The problem is that, if there is a lot of dirty data to write, there may end up being vast numbers (as in thousands) of requests queued for the device. Even a reasonably fast drive can take some time to work through that many requests. If some other activity (clicking a link in a web browser, say, or launching an application) generates I/O requests on the same block device, those requests go to the back of that long queue and may not be serviced for some time. If multiple, synchronous requests are generated — page faults from a newly launched application, for example — each of those requests may, in turn, have to pass through this long queue. That is the point where things appear to just stop.
In other words, the block layer has a bufferbloat problem that mirrors the issues that have been seen in the networking stack. Lengthy queues lead to lengthy delays.

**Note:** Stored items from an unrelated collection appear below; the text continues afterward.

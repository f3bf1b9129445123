// Function selector extraction
//
// Finds PUSH4 operands in deployed bytecode and cross-checks them against
// the selectors an ABI declares.

use std::collections::BTreeSet;

use common::utils::normalize_hex;
use common::CheckStatus;
use ethers::abi::{Abi, Function};

use super::types::AbiComparisonResult;

const PUSH4: &str = "63";
const SENTINELS: [&str; 2] = ["00000000", "ffffffff"];

/// Missing signatures listed in a failure message
const MAX_LISTED_MISSING: usize = 10;

/// Collects candidate 4-byte selectors following every PUSH4 byte.
///
/// Every byte position is scanned, so operands of other instructions can
/// produce false candidates. Returns a sorted, de-duplicated list.
pub fn extract_selectors_from_bytecode(bytecode: &str) -> Vec<String> {
    let normalized = normalize_hex(bytecode);
    if normalized.len() < 10 {
        return Vec::new();
    }

    let mut selectors = BTreeSet::new();
    let mut position = 0;
    while position + 10 <= normalized.len() {
        if normalized.get(position..position + 2) == Some(PUSH4) {
            if let Some(candidate) = normalized.get(position + 2..position + 10) {
                if !SENTINELS.contains(&candidate) {
                    selectors.insert(candidate.to_string());
                }
            }
        }
        position += 2;
    }

    selectors.into_iter().collect()
}

/// Function selectors declared by an ABI, paired with their signatures
pub fn abi_selectors(abi: &Abi) -> Vec<(String, String)> {
    let mut selectors: Vec<(String, String)> = abi
        .functions()
        .map(|function| (hex::encode(function.short_signature()), canonical_signature(function)))
        .collect();
    selectors.sort();
    selectors.dedup();
    selectors
}

/// `name(type,...)` without outputs, matching solc's `methodIdentifiers` keys
fn canonical_signature(function: &Function) -> String {
    let inputs: Vec<String> = function.inputs.iter().map(|param| param.kind.to_string()).collect();
    format!("{}({})", function.name, inputs.join(","))
}

/// Checks that every declared `(selector, signature)` appears among the bytecode candidates
pub fn compare_selectors(declared: &[(String, String)], bytecode: &str) -> AbiComparisonResult {
    let found = extract_selectors_from_bytecode(bytecode);

    if declared.is_empty() {
        return AbiComparisonResult {
            status: CheckStatus::Skip,
            message: "ABI declares no functions".to_string(),
            abi_selector_count: 0,
            bytecode_selector_count: found.len(),
            missing: Vec::new(),
        };
    }

    let found: BTreeSet<&str> = found.iter().map(String::as_str).collect();
    let missing: Vec<String> = declared
        .iter()
        .filter(|(selector, _)| !found.contains(selector.as_str()))
        .map(|(selector, signature)| format!("{} ({})", signature, selector))
        .collect();

    if missing.is_empty() {
        return AbiComparisonResult {
            status: CheckStatus::Pass,
            message: format!(
                "All {} ABI function selector(s) found in bytecode",
                declared.len()
            ),
            abi_selector_count: declared.len(),
            bytecode_selector_count: found.len(),
            missing,
        };
    }

    let listed = missing
        .iter()
        .take(MAX_LISTED_MISSING)
        .cloned()
        .collect::<Vec<_>>()
        .join(", ");
    let more = if missing.len() > MAX_LISTED_MISSING { ", ..." } else { "" };

    AbiComparisonResult {
        status: CheckStatus::Fail,
        message: format!(
            "{}/{} ABI function selector(s) missing from bytecode: {}{}",
            missing.len(),
            declared.len(),
            listed,
            more
        ),
        abi_selector_count: declared.len(),
        bytecode_selector_count: found.len(),
        missing,
    }
}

As with bufferbloat, the answer lies in finding a way to reduce the length of the queues. In the networking stack, techniques like byte queue limits and TCP small queues have mitigated much of the bufferbloat problem. Jens's patches attempt to do something similar in the block subsystem.
Like networking, the block subsystem has queuing at multiple layers. Requests start in a submission queue and, perhaps after reordering or merging by an I/O scheduler, make their way to a dispatch queue for the target device. Most block drivers also maintain queues of their own internally. Those lower-level queues can be especially problematic since, by the time a request gets there, it is no longer subject to the I/O scheduler's control (if there is an I/O scheduler at all).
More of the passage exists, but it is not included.